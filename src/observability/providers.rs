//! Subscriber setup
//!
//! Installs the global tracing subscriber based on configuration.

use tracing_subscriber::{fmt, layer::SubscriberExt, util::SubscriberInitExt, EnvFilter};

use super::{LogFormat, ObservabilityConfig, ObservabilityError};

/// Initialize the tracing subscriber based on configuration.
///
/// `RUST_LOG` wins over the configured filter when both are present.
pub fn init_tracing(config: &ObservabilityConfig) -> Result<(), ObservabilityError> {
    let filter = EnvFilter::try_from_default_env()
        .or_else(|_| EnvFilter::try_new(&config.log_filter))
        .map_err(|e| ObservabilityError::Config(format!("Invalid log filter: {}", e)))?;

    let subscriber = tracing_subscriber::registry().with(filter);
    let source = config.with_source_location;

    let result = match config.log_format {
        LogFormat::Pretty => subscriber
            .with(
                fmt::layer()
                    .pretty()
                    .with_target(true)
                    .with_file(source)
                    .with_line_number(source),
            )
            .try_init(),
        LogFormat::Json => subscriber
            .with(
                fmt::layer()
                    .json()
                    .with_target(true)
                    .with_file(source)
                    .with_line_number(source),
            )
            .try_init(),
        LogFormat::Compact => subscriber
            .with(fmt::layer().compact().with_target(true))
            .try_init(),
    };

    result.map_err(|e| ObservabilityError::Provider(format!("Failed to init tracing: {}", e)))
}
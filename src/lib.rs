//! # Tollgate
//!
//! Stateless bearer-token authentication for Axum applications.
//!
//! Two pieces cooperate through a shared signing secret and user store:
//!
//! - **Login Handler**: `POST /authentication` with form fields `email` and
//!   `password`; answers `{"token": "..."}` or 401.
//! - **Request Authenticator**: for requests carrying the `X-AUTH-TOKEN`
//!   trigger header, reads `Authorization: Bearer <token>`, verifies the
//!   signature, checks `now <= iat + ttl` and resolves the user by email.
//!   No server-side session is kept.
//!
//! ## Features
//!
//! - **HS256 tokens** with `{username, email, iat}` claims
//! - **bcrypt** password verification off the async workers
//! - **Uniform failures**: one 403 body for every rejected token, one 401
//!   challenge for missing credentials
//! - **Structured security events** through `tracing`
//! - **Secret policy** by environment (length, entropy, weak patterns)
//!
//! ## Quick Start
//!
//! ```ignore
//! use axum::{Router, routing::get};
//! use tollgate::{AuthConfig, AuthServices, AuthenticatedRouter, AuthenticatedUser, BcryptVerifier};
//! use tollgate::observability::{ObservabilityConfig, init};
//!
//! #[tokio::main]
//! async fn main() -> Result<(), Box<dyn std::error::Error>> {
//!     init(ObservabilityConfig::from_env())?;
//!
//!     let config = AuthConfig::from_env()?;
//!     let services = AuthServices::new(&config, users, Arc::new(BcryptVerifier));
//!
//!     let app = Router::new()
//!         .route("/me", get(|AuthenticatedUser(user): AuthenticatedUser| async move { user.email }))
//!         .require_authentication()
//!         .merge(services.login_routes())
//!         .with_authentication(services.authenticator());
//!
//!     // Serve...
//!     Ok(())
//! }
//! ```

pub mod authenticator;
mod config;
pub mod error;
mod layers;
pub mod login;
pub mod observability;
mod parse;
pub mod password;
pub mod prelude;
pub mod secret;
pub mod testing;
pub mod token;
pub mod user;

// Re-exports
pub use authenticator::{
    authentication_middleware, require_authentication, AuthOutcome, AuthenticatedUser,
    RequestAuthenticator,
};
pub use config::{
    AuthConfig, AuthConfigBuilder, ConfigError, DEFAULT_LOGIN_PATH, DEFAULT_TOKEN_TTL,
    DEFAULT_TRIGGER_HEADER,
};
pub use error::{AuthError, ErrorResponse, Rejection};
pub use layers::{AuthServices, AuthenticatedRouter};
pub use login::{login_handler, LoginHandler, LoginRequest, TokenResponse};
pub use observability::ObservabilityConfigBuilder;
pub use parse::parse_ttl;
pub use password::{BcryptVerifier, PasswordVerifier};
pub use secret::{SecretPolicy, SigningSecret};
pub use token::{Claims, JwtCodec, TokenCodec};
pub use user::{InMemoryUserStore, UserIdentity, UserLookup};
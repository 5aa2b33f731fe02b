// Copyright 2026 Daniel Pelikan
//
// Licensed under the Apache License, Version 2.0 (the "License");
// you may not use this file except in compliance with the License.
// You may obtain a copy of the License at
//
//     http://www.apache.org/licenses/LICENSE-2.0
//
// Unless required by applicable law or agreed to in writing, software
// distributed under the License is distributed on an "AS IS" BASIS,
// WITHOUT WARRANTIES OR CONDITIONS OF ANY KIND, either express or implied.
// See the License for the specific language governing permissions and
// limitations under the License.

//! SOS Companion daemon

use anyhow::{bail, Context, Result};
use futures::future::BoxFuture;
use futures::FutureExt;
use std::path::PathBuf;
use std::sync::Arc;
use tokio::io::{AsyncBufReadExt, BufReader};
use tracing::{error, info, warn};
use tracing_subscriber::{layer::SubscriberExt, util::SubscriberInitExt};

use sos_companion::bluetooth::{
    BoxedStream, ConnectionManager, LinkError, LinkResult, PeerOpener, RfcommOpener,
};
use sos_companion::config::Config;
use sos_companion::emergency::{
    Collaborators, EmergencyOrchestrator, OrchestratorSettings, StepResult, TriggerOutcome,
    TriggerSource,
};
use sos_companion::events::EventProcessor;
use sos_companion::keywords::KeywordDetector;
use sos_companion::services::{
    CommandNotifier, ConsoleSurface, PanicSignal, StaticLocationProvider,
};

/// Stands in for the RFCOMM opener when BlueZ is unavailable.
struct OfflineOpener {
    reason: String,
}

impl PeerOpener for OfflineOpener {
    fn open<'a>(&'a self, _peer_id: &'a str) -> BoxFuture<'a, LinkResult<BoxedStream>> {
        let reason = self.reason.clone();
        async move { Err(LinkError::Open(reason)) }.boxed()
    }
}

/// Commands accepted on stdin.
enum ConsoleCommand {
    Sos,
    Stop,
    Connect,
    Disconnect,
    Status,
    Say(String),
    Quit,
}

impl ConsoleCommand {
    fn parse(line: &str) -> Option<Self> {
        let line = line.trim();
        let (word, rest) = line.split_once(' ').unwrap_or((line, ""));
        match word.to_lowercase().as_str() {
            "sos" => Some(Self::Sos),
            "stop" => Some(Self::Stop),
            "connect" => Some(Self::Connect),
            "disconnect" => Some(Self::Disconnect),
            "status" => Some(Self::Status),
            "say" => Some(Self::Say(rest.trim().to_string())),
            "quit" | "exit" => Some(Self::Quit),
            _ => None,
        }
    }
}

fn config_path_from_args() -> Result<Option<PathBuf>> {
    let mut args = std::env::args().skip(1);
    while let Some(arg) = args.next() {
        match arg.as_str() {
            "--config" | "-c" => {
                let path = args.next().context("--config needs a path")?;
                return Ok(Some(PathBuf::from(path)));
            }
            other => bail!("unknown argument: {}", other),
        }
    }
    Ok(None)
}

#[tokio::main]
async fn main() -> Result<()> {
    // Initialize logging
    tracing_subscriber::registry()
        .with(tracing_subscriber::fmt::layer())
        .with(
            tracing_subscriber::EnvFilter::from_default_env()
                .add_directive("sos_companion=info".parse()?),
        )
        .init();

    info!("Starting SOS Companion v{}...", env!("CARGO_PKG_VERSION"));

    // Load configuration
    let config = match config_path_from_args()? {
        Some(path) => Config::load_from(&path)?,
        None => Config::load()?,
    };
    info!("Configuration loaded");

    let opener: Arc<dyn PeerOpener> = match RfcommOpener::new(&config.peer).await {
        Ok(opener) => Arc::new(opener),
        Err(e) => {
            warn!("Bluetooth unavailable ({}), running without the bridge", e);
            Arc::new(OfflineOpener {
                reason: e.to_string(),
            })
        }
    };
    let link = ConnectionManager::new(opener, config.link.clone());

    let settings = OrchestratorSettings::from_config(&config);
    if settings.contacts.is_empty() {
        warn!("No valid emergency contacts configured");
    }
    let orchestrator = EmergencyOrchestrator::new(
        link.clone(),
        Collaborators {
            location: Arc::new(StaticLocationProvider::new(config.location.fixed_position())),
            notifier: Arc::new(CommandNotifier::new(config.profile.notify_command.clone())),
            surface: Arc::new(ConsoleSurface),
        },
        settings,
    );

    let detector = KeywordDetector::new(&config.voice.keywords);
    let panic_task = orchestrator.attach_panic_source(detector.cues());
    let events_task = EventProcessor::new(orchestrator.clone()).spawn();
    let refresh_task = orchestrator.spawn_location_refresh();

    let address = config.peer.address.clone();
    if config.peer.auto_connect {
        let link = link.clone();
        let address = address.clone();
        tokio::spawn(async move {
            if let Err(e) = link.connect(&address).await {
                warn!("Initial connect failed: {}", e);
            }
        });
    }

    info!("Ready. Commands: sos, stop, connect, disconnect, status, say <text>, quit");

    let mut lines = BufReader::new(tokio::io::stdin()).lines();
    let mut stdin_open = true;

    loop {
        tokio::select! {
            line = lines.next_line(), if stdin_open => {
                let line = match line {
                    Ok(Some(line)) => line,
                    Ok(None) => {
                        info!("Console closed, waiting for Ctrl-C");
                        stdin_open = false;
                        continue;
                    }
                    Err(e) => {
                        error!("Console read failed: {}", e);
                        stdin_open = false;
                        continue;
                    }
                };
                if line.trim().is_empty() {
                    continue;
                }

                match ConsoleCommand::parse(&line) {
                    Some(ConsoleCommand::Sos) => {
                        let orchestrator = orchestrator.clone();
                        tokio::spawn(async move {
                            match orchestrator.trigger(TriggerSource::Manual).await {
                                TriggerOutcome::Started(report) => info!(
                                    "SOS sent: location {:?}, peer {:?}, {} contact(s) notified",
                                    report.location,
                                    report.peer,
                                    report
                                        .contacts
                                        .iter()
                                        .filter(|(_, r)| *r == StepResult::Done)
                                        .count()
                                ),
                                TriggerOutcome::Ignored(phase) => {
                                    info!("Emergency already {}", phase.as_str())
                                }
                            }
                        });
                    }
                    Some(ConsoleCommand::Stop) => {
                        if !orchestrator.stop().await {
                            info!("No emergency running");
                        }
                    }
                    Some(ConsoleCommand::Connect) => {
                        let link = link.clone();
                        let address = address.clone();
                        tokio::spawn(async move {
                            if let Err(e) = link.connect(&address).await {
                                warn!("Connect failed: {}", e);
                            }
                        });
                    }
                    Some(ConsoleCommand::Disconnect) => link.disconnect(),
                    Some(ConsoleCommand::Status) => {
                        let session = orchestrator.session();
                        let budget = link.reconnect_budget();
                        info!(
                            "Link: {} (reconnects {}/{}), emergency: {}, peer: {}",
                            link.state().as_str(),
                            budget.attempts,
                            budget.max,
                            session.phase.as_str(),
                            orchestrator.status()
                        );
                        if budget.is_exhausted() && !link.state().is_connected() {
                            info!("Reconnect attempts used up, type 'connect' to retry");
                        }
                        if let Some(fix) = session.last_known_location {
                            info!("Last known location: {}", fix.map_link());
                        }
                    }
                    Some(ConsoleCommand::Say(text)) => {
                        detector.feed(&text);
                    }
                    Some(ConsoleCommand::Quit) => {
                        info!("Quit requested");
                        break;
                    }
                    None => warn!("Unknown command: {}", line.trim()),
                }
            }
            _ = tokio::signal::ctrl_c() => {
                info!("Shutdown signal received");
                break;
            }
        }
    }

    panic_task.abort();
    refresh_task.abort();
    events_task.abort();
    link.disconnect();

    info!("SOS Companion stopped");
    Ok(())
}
......
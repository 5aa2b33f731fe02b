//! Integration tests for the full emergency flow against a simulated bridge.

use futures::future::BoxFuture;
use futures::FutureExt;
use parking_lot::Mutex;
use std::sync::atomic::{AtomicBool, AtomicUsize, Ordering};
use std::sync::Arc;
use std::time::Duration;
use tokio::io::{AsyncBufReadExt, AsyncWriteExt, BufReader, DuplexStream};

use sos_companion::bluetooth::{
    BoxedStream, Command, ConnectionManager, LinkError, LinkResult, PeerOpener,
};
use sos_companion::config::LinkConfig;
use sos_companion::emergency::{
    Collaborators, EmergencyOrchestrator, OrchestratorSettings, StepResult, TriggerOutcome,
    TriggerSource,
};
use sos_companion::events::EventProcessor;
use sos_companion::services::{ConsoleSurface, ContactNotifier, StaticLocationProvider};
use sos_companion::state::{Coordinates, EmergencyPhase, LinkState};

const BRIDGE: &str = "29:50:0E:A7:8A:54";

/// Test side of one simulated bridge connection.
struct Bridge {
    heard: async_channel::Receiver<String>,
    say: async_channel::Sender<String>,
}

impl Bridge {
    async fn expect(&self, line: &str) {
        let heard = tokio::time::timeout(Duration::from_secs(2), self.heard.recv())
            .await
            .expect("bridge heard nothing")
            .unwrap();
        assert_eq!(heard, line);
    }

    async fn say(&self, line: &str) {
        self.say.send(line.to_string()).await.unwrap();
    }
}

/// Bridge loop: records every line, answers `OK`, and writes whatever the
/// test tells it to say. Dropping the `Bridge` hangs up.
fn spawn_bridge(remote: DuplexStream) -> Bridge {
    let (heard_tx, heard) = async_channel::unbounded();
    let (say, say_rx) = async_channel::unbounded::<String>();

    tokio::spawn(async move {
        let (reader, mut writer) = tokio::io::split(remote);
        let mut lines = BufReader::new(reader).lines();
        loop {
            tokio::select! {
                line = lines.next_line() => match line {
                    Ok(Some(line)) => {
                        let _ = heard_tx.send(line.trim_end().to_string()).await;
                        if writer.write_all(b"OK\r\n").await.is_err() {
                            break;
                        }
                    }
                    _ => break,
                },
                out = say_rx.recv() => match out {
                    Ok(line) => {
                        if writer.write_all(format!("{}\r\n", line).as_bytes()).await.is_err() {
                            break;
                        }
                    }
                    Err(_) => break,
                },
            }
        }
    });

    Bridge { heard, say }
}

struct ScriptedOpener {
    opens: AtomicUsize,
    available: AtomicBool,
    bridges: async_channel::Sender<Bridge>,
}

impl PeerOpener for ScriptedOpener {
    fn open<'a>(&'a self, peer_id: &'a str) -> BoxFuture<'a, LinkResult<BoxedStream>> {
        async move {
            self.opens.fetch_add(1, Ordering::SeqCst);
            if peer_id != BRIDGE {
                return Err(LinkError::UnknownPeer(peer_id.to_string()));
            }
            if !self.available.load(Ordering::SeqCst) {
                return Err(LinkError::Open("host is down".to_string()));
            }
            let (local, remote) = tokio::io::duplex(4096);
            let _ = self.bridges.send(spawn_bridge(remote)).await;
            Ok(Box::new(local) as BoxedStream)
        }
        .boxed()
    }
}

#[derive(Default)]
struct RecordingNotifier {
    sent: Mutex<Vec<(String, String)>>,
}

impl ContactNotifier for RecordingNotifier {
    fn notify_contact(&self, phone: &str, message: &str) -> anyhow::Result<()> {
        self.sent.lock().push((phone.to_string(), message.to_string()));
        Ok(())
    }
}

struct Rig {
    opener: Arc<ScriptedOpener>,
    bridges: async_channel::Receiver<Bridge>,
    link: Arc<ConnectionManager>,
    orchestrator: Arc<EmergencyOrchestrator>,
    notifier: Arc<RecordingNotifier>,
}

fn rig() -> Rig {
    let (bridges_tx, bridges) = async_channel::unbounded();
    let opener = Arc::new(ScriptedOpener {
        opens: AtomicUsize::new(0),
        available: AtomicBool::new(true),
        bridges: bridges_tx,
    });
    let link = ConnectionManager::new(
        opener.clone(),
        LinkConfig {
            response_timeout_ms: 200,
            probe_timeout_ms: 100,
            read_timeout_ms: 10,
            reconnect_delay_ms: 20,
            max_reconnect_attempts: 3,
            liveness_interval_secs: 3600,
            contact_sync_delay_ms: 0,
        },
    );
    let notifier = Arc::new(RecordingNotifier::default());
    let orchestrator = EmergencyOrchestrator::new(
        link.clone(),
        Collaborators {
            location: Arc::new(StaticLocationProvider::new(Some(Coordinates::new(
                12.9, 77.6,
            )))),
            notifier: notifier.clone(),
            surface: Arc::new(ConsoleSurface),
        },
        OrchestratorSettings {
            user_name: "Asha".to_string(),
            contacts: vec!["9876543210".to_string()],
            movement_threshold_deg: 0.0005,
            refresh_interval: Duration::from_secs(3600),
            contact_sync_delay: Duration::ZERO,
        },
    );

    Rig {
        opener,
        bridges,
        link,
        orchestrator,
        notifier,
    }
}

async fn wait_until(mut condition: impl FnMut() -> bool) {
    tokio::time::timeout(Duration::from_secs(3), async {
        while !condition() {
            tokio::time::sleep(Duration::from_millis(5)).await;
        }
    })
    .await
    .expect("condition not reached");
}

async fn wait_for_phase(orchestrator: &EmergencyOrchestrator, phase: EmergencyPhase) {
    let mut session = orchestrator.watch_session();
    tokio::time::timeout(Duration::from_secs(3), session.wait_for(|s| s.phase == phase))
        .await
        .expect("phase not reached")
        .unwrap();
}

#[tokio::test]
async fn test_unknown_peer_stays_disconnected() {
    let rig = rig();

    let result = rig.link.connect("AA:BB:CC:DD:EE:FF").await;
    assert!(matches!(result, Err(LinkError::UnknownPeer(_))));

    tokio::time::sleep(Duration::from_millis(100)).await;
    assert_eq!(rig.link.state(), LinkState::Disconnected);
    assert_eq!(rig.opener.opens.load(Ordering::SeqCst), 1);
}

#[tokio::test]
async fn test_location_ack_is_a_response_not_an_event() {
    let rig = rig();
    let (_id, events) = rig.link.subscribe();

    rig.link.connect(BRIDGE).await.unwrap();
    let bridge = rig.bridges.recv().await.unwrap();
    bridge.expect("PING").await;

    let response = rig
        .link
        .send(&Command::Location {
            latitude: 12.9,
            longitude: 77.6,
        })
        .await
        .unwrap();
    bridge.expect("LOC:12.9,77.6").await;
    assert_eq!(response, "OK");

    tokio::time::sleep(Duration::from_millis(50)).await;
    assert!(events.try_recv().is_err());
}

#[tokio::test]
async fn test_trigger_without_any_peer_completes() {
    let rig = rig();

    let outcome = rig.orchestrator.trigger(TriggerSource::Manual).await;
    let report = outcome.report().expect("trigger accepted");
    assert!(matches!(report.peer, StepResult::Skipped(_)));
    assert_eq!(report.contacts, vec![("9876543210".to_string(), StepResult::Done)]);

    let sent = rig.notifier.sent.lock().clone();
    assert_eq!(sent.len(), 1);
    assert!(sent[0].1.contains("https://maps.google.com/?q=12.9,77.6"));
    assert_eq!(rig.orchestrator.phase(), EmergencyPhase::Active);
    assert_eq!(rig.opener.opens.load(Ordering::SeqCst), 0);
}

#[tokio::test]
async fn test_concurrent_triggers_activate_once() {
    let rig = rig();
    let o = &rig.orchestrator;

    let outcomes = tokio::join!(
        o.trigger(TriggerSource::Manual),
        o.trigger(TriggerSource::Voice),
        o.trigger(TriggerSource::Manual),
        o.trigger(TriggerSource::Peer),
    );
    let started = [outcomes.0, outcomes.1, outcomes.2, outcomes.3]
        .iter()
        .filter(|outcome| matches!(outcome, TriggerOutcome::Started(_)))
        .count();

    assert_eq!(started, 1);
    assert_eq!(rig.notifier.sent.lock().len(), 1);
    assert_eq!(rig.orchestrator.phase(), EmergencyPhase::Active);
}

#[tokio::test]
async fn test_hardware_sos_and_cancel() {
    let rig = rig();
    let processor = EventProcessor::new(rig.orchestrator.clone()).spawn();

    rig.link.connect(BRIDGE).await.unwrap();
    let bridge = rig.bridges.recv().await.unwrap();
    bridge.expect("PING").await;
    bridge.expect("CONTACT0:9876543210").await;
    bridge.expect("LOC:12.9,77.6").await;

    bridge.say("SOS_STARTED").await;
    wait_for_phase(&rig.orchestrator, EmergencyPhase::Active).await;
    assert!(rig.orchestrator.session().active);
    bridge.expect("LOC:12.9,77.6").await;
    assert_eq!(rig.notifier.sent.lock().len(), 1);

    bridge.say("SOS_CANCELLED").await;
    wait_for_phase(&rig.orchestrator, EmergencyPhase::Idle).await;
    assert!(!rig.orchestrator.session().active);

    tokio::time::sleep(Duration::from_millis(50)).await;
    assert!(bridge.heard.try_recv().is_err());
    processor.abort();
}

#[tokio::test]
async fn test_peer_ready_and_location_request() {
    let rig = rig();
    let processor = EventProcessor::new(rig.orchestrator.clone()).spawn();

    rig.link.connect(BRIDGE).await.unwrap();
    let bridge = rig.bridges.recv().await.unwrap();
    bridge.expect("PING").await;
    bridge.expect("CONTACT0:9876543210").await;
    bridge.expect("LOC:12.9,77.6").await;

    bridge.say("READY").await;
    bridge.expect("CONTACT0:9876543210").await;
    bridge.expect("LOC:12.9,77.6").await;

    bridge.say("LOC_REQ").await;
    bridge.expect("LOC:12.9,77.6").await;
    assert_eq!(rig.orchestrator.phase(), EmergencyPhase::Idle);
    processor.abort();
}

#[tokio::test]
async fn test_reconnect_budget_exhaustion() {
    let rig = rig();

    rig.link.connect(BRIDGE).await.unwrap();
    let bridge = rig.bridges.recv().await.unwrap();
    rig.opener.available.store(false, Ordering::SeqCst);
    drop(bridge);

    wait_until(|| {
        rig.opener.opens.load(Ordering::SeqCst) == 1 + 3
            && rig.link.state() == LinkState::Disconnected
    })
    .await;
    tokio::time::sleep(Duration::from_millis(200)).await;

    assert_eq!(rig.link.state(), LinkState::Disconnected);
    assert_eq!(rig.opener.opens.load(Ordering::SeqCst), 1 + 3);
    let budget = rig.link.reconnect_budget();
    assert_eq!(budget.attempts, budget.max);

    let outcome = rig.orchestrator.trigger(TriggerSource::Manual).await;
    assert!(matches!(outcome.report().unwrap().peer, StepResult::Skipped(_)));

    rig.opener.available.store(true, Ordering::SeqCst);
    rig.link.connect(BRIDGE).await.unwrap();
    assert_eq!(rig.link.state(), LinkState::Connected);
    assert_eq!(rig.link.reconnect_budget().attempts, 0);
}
......
_Work task_:
Out of the records, collect only those lines that contain the string "StepResult".

_Written solution_:
    Collaborators, EmergencyOrchestrator, OrchestratorSettings, StepResult, TriggerOutcome,
                                        .filter(|(_, r)| *r == StepResult::Done)
    Collaborators, EmergencyOrchestrator, OrchestratorSettings, StepResult, TriggerOutcome,
    assert!(matches!(report.peer, StepResult::Skipped(_)));
    assert_eq!(report.contacts, vec![("9876543210".to_string(), StepResult::Done)]);
    assert!(matches!(outcome.report().unwrap().peer, StepResult::Skipped(_)));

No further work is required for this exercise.